BEGIN Data provided

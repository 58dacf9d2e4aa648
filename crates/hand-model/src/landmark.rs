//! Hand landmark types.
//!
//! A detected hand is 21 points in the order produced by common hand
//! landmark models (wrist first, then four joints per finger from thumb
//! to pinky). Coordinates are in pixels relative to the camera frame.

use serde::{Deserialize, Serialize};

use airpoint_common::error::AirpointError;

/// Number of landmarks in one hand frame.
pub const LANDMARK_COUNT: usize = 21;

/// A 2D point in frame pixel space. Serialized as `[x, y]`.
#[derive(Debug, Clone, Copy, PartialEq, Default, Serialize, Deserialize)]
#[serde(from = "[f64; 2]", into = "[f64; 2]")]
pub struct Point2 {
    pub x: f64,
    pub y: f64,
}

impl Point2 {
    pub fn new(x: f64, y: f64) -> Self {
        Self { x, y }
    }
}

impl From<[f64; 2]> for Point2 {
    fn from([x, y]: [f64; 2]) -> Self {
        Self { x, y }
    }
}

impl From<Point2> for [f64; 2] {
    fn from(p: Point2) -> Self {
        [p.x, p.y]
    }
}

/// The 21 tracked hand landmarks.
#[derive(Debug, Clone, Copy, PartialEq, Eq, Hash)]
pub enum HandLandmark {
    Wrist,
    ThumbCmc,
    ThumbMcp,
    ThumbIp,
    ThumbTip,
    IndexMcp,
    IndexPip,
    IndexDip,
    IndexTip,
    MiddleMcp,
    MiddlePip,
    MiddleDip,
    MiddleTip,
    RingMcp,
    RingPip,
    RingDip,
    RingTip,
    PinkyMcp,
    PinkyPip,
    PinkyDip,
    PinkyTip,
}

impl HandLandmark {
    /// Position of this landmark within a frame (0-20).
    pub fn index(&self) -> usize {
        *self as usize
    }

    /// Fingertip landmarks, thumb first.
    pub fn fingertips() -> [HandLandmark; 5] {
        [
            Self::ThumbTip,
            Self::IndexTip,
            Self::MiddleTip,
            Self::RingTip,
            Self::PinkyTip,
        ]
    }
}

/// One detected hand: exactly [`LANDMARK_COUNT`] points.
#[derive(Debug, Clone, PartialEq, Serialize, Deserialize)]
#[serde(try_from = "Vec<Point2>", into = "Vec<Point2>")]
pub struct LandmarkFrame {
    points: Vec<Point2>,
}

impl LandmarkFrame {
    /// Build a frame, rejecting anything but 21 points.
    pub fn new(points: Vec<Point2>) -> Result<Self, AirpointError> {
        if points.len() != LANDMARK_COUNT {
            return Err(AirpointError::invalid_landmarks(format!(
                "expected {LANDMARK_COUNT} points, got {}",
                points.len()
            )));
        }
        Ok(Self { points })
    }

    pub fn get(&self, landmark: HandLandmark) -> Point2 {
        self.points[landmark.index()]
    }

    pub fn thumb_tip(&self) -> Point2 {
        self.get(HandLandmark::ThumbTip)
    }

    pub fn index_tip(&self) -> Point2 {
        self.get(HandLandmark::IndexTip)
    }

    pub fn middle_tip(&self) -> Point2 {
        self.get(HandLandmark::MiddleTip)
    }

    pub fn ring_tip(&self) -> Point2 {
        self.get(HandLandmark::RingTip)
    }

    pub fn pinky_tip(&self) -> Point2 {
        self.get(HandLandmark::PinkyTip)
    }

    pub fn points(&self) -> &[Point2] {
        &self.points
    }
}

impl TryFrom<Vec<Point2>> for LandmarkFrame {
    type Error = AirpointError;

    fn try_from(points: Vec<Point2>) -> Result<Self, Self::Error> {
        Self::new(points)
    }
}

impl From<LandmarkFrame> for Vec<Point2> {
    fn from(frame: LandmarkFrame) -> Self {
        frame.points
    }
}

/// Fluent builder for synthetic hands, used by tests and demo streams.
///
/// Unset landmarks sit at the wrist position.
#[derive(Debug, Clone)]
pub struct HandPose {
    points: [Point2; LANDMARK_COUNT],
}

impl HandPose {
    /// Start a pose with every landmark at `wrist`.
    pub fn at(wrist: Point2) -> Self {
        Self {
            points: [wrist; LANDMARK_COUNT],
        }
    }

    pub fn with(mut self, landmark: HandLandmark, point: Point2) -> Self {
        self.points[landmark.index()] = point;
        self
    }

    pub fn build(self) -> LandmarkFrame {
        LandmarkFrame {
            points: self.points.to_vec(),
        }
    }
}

END Data provided

Task objective: Search the preceding listing for "derive" and extract every line where it is found.

Finished task:
#[derive(Debug, Clone, Copy, PartialEq, Default, Serialize, Deserialize)]
#[derive(Debug, Clone, Copy, PartialEq, Eq, Hash)]
#[derive(Debug, Clone, PartialEq, Serialize, Deserialize)]
#[derive(Debug, Clone)]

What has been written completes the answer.